Clearly, if this court is without jurisdiction over the subject matter of this case, any opinion that it renders on the appropriateness of the method used to institute this case is an advisory opinion and amounts to nothing more than obiter dictum. This court has recently observed that it is not bound by any conclusion stated as obiter dictum. See Green v. State, 343 Ark. 244, 33 S.W.3d 485 (2000); Burnette v. Perkins & Assocs., 343 Ark. 237, 33 S.W.3d 145 (2000). Thus, any conclusion regarding Appellee’s standing to seek a writ of quo warranto will have no precedential value whatsoever and will be a vain and futile act.

Furthermore, I disagree with the majority’s view that the issue of Magnus’s alleged abandonment of his office, i.e., by moving into a nearby district, is separate and distinct from the issue of his qualifications to serve as a legislator. In my view, the trial court relied on the theory of abandonment to affect an end-run around the constitution’s plain mandate that the judicial branch has no power to judge the qualifications of a member of the General Assembly. Flowever, the facts of this case do not support such a theory. This is not a situation where, for example, a legislator has fled the state or the country, such that he or she might be said to have affirmatively abandoned his or her office.

Rather, the facts here merely show that Magnus initially resided in House District 55, which is situated in Little Rock, and was elected as that district’s representative in November 2000. In October 2001, about midway through his term, he moved into a nearby district, House District 53, which is also situated in Little Rock. The only issue that arises from these facts is whether Magnus’s move resulted in his disqualification to hold the position of House Representative of District 55. Abandonment simply does not enter into it.
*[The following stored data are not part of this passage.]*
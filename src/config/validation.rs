//! Configuration validation.
//!
//! # Responsibilities
//! - Semantic validation (serde handles syntactic)
//! - Validate value ranges (timeouts > 0, pool size > 0)
//! - Validate addresses and URLs
//!
//! # Design Decisions
//! - Returns all validation errors, not just first
//! - Validation is pure function: ServiceConfig → Result<(), Vec<ValidationError>>
//! - Runs before config is accepted into the system

use std::net::SocketAddr;

use thiserror::Error;
use url::Url;

use crate::config::schema::ServiceConfig;

#[derive(Debug, Clone, PartialEq, Error)]
pub enum ValidationError {
    #[error("listener.bind_address '{0}' is not a socket address")]
    BindAddress(String),

    #[error("database.url or database.seed_path must be set")]
    NoDataSource,

    #[error("database.max_connections must be greater than zero")]
    PoolSize,

    #[error("timeouts.request_secs must be greater than zero")]
    RequestTimeout,

    #[error("site.base_url '{0}' is not an absolute http(s) URL")]
    BaseUrl(String),

    #[error("sheets.endpoint '{0}' is not an absolute http(s) URL")]
    SheetsEndpoint(String),

    #[error("admin.api_key must be set when the admin API is enabled")]
    AdminKey,

    #[error("observability.metrics_address '{0}' is not a socket address")]
    MetricsAddress(String),
}

fn is_http_url(raw: &str) -> bool {
    Url::parse(raw)
        .map(|u| matches!(u.scheme(), "http" | "https") && u.has_host())
        .unwrap_or(false)
}

/// Check a parsed configuration for semantic problems.
pub fn validate_config(config: &ServiceConfig) -> Result<(), Vec<ValidationError>> {
    let mut errors = Vec::new();

    if config.listener.bind_address.parse::<SocketAddr>().is_err() {
        errors.push(ValidationError::BindAddress(config.listener.bind_address.clone()));
    }
    if config.database.url.is_none() && config.database.seed_path.is_none() {
        errors.push(ValidationError::NoDataSource);
    }
    if config.database.max_connections == 0 {
        errors.push(ValidationError::PoolSize);
    }
    if config.timeouts.request_secs == 0 {
        errors.push(ValidationError::RequestTimeout);
    }
    if !is_http_url(&config.site.base_url) {
        errors.push(ValidationError::BaseUrl(config.site.base_url.clone()));
    }
    if let Some(endpoint) = &config.sheets.endpoint {
        if !is_http_url(endpoint) {
            errors.push(ValidationError::SheetsEndpoint(endpoint.clone()));
        }
    }
    if config.admin.enabled && config.admin.api_key.trim().is_empty() {
        errors.push(ValidationError::AdminKey);
    }
    if config.observability.metrics_enabled
        && config.observability.metrics_address.parse::<SocketAddr>().is_err()
    {
        errors.push(ValidationError::MetricsAddress(
            config.observability.metrics_address.clone(),
        ));
    }

    if errors.is_empty() {
        Ok(())
    } else {
        Err(errors)
    }
}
In sum, the only issue at stake in this case is whether Magnus is qualified to serve in his current legislative position. The constitution has placed exclusive jurisdiction of this issue in the legislative branch of our state government. Accordingly, I concur in the judgment reached by the majority, but I must depart from that part of the opinion purporting to decide that Appellee lacks standing to bring a petition for a writ of quo warranto. In the words of Justice McFaddin: “With the question of jurisdiction settled — and that is always a primary question — all other questions in this appeal become mere obiter dicta, and because such matters are dicta, I am concurring in the result and foregoing the dicta.” Albright v. Karston, 206 Ark. 307, 318, 176 S.W.2d 421, 426 (1943) (McFaddin, J., concurring).

Glaze and Imber, JJ., join in this concurrence.